Lessons from the 1918 Spanish Flu epidemic

See date: 1890-1918; 1878-1918; 1896-1918; 1917-1918 ... Everyone buried on this snowy slope in Barre, VT died within days, weeks of each other. "It's very humbling," said Brian Zecchinelli.

About 200 people died during that other pandemic, the so-called Spanish Flu of 1918.

Zecinelli and his wife, Karen, now own the nearby Wayside restaurant. It has become a Vermont institution. "Effie Ballu opened Wayside in July of 1918, and two months later the epidemic hit Barre," he said.

Zecinelli never stopped to think about how little he knew about the flu of 1918—and the fact that a grandfather he never met was one of its victims. He died on October 10 of that terrible year at the age of 35. Germinio Zeccinelli, like many other Italian stone cutters, moved to Barre to quarry granite, to carve the country's gravestones (and often to each other, as it turned out).

"The Spanish flu is often referred to as the 'forgotten flu,'" Zecchinelli told correspondent Martha Teichner. "And if we had anything to do with it, it would not be forgotten, Germinio and everyone else. We wanted to do something to remember him and the 50 million others who died around the world."

Because, to their amazement, there was no significant monument - anywhere - despite the staggering number of dead. The forgotten pandemic, indeed.

So, in 2018, a century after the fact, Zecchinelli turned it on. "It's unbelievable that nothing else was done," he said.

Six hundred and seventy-five thousand Americans died in that epidemic. We are almost at one million and counting the dead from COVID.

Has history taught us anything?

Tulane University scholar John Barry, who wrote "The Great Influenza," the definitive history of the 1918 flu, said, "This time around it confirmed the lesson from 1918: You tell the truth.

"You heard things like - it's all about the 1918 virus - 'this is ordinary influenza by another name,' which it certainly didn't. It's quite clear that Trump himself deliberately said things that were not true" (as in his February 27, 2020 statement: "It is going to disappear. One day it is like a miracle, it will disappear").

And what did the confusion over the ever-evolving science do to trust and compliance? (Dr. Anthony Fauci's March 8, 2020 statement, "There is no reason to walk around with a mask on," versus Fauci's October 29, 2020 Support for Community COVID Protocol, "whose chief is wearing a mask.")

"You know, faith, truth, they're all intertwined," Barry said.

Teichner asked, "Was the result the same then and now?"

"Well, clearly those people who would have been alive otherwise died in 1918," he replied. "And apparently this time around, people didn't believe the truth when they were told the truth. Misinformation, active attacks on vaccines, there's no question that it's killed people."

Martha Lincoln, a medical anthropologist at San Francisco State University, looks at the re-occurrence of 1918 amnesia. "We're already forgetting, even before the pandemic is over. We're already forgetting the pandemic. Best of all, there's a long struggle about whether we'll remember, really, and if we remember If so, what would that memory be."

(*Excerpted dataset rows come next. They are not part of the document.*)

//! In-process DHT.
//!
//! Every [`MemoryDht`] created from the same [`Swarm`] sees the same servers
//! and records. Connections run a real two-message handshake between the
//! caller's initiator and a responder from the target server's factory, the
//! server's firewall sees message 1's payload, and announce/unannounce
//! records are only stored once their signature verifies. There is no
//! routing: one storage node answers every query.

use super::{
    AnnounceSigner, Dht, DhtError, DhtServer, DhtStream, Firewall, HandshakeFactory, Handshaker,
    QueryStream, SignRequest,
};
use async_trait::async_trait;
use dashmap::DashMap;
use dashmap::mapref::entry::Entry;
use rand::RngCore;
use std::net::{Ipv4Addr, SocketAddr};
use std::sync::Arc;
use std::sync::atomic::{AtomicU16, AtomicU64, Ordering};
use tokio::sync::mpsc;
use tracing::debug;
use wisp_core::{Peer, QueryReply};
use wisp_crypto::PublicKey;
use wisp_crypto::hash::{SignNamespace, hash};

/// Buffer of each in-process stream direction
const STREAM_BUFFER: usize = 64 * 1024;

/// First port handed to nodes; the storage node sits one below
const BASE_PORT: u16 = 49737;

struct ServerSlot {
    id: u64,
    handshakes: Arc<dyn HandshakeFactory>,
    firewall: Option<Arc<dyn Firewall>>,
    incoming: mpsc::UnboundedSender<DhtStream>,
}

struct SwarmInner {
    servers: DashMap<PublicKey, ServerSlot>,
    records: DashMap<[u8; 32], Vec<Peer>>,
    node_id: [u8; 32],
    node_secret: [u8; 32],
    address: SocketAddr,
    next_slot: AtomicU64,
    next_port: AtomicU16,
}

impl SwarmInner {
    fn token(&self, public_key: &PublicKey) -> [u8; 32] {
        let mut material = Vec::with_capacity(64);
        material.extend_from_slice(&self.node_secret);
        material.extend_from_slice(public_key.as_bytes());
        hash(&material)
    }

    async fn commit(
        &self,
        namespace: SignNamespace,
        request: SignRequest,
        signer: &dyn AnnounceSigner,
    ) -> Result<QueryReply, DhtError> {
        let signature = signer.sign(namespace, &request).await?;
        let public_key = request.peer.public_key;
        signature
            .verify(&public_key, &request.signable(namespace))
            .map_err(|_| DhtError::InvalidSignature)?;

        let peers = {
            let mut records = self.records.entry(request.target).or_default();
            records.retain(|peer| peer.public_key != public_key);
            if namespace == SignNamespace::Announce {
                records.push(request.peer);
            }
            records.clone()
        };
        if peers.is_empty() {
            self.records.remove_if(&request.target, |_, peers| peers.is_empty());
        }
        debug!(?namespace, records = peers.len(), "record committed");

        Ok(QueryReply {
            from: Some(self.address),
            peers,
        })
    }
}

/// Shared state of a set of in-process nodes
#[derive(Clone)]
pub struct Swarm {
    inner: Arc<SwarmInner>,
}

impl Swarm {
    /// Empty swarm on the loopback address
    #[must_use]
    pub fn new() -> Self {
        let mut node_secret = [0u8; 32];
        rand::thread_rng().fill_bytes(&mut node_secret);
        Self {
            inner: Arc::new(SwarmInner {
                servers: DashMap::new(),
                records: DashMap::new(),
                node_id: hash(&node_secret),
                node_secret,
                address: SocketAddr::from((Ipv4Addr::LOCALHOST, BASE_PORT - 1)),
                next_slot: AtomicU64::new(1),
                next_port: AtomicU16::new(BASE_PORT),
            }),
        }
    }

    /// New node attached to this swarm
    #[must_use]
    pub fn node(&self) -> MemoryDht {
        let port = self.inner.next_port.fetch_add(1, Ordering::Relaxed);
        MemoryDht {
            swarm: Arc::clone(&self.inner),
            address: SocketAddr::from((Ipv4Addr::LOCALHOST, port)),
        }
    }

    /// Address of the storage node that answers queries
    #[must_use]
    pub fn storage_address(&self) -> SocketAddr {
        self.inner.address
    }

    /// Whether a server listens on `public_key`
    #[must_use]
    pub fn is_listening(&self, public_key: &PublicKey) -> bool {
        self.inner.servers.contains_key(public_key)
    }

    /// Records stored under `target`
    #[must_use]
    pub fn records(&self, target: &[u8; 32]) -> Vec<Peer> {
        self.inner
            .records
            .get(target)
            .map(|peers| peers.clone())
            .unwrap_or_default()
    }
}

impl Default for Swarm {
    fn default() -> Self {
        Self::new()
    }
}

impl std::fmt::Debug for Swarm {
    fn fmt(&self, f: &mut std::fmt::Formatter<'_>) -> std::fmt::Result {
        f.debug_struct("Swarm")
            .field("servers", &self.inner.servers.len())
            .field("targets", &self.inner.records.len())
            .field("address", &self.inner.address)
            .finish()
    }
}

/// One node of a [`Swarm`]
#[derive(Clone)]
pub struct MemoryDht {
    swarm: Arc<SwarmInner>,
    address: SocketAddr,
}

impl MemoryDht {
    fn commit(
        &self,
        namespace: SignNamespace,
        target: [u8; 32],
        public_key: PublicKey,
        signer: Arc<dyn AnnounceSigner>,
    ) -> QueryStream {
        let (tx, stream) = QueryStream::channel(1);
        let swarm = Arc::clone(&self.swarm);
        tokio::spawn(async move {
            let request = SignRequest {
                target,
                token: swarm.token(&public_key),
                peer_id: swarm.node_id,
                peer: Peer::new(public_key),
            };
            let outcome = tokio::select! {
                outcome = swarm.commit(namespace, request, signer.as_ref()) => outcome,
                () = tx.closed() => return,
            };
            let _ = tx.send(outcome).await;
        });
        stream
    }
}

impl std::fmt::Debug for MemoryDht {
    fn fmt(&self, f: &mut std::fmt::Formatter<'_>) -> std::fmt::Result {
        f.debug_struct("MemoryDht")
            .field("address", &self.address)
            .finish_non_exhaustive()
    }
}

#[async_trait]
impl Dht for MemoryDht {
    async fn connect(
        &self,
        remote_public_key: PublicKey,
        mut initiator: Box<dyn Handshaker>,
        payload: &[u8],
    ) -> Result<DhtStream, DhtError> {
        let (handshakes, firewall, incoming) = {
            let slot = self
                .swarm
                .servers
                .get(&remote_public_key)
                .ok_or(DhtError::PeerNotFound)?;
            (
                Arc::clone(&slot.handshakes),
                slot.firewall.clone(),
                slot.incoming.clone(),
            )
        };
        let mut responder = handshakes.responder()?;

        let msg1 = initiator.send(payload).await?;
        let payload = responder
            .recv(&msg1)
            .await
            .map_err(|e| DhtError::ConnectionFailed(e.to_string()))?;
        let peer = responder
            .remote_public_key()
            .ok_or_else(|| DhtError::ConnectionFailed("responder learned no identity".into()))?;

        if let Some(firewall) = firewall {
            if firewall.deny(&peer, &payload, responder.handshake_id()).await {
                debug!(remote = %remote_public_key, "connection denied by firewall");
                return Err(DhtError::FirewallDenied);
            }
        }

        let msg2 = responder
            .send(&[])
            .await
            .map_err(|e| DhtError::ConnectionFailed(e.to_string()))?;
        initiator.recv(&msg2).await?;

        let (Some(local), Some(remote)) = (initiator.result(), responder.result()) else {
            return Err(DhtError::ConnectionFailed("handshake incomplete".into()));
        };
        let (near, far) = tokio::io::duplex(STREAM_BUFFER);
        incoming
            .send(DhtStream::new(far, remote, responder.handshake_id()))
            .map_err(|_| DhtError::PeerNotFound)?;
        debug!(remote = %remote_public_key, "stream opened");
        Ok(DhtStream::new(near, local, initiator.handshake_id()))
    }

    async fn listen(
        &self,
        public_key: PublicKey,
        handshakes: Arc<dyn HandshakeFactory>,
        firewall: Option<Arc<dyn Firewall>>,
    ) -> Result<DhtServer, DhtError> {
        let (tx, rx) = mpsc::unbounded_channel();
        let id = self.swarm.next_slot.fetch_add(1, Ordering::Relaxed);
        match self.swarm.servers.entry(public_key) {
            Entry::Occupied(_) => return Err(DhtError::AlreadyListening),
            Entry::Vacant(entry) => {
                entry.insert(ServerSlot {
                    id,
                    handshakes,
                    firewall,
                    incoming: tx,
                });
            }
        }
        debug!(%public_key, "server listening");

        let swarm = Arc::clone(&self.swarm);
        Ok(DhtServer::new(public_key, self.address, rx, move || {
            swarm.servers.remove_if(&public_key, |_, slot| slot.id == id);
        }))
    }

    fn lookup(&self, target: [u8; 32]) -> QueryStream {
        let (tx, stream) = QueryStream::channel(1);
        let peers = self
            .swarm
            .records
            .get(&target)
            .map(|peers| peers.clone())
            .unwrap_or_default();
        if !peers.is_empty() {
            let _ = tx.try_send(Ok(QueryReply {
                from: Some(self.swarm.address),
                peers,
            }));
        }
        stream
    }

    fn announce(&self, target: [u8; 32], public_key: PublicKey, signer: Arc<dyn AnnounceSigner>) -> QueryStream {
        self.commit(SignNamespace::Announce, target, public_key, signer)
    }

    fn unannounce(&self, target: [u8; 32], public_key: PublicKey, signer: Arc<dyn AnnounceSigner>) -> QueryStream {
        self.commit(SignNamespace::Unannounce, target, public_key, signer)
    }

    fn local_address(&self) -> SocketAddr {
        self.address
    }
}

For example, our entertainment, Lincoln said, is like some parallel universe where COVID is invisible, or long gone.

Not everyone is choosing to forget. In Barre, VT, the world's self-proclaimed granite center, the memorial business is booming. "We're up 25-30% depending on product lines; I think all domestic manufacturers are up," said Rob Boulanger, who manages the giant Rock of Ages plant. "People are buying in advance, so people are looking at their mortality, right? And want to take care of those final arrangements before anything happens."

Teichner asked, "Has COVID affected it?"

"Oh hell yeah."

The urge to remember - and to be remembered - is a catalyst.

"I think if we don't manage to properly remember those lost in this pandemic, it says people like my father, his life doesn't matter," Kristin Urquiza said. She never got a chance to say goodbye to her father, Mark Urquiza, who died on June 30, 2020, isolated on a ventilator in an Arizona hospital. It was pre-vaccine. Cases were rising, but Arizona had opened up back.

"Sure, maybe he shouldn't have asked his friends to come over to celebrate the 'end' of the pandemic," Urkiza said. "He was given false information on which he made a choice, and it cost him his life."

Urquiza founded a non-profit marked by COVID, advocating for permanent memorials and CVOD Memorial Day. There has been limited support in Congress. He said, "Our elected officials will go a long way, and I'm here to say that we won't let you do that."

"I really wouldn't be surprised if there weren't that many memorials," Barry said.

"But a million died? Are they invisible?" Tekner asked.

"Well, which party is going to take credit for that, you know?" They laughed. "There has been an attempt to create a COVID Commission like the 9/11 Commission, which, unfortunately, no one is eager to accept."

For Barry, the flu of 1918 should be sufficient justification—evidence of the cost in human lives of forgetting.

"There will be another pandemic," he said. "If we don't allow the lessons to be learned from it, we are really fools."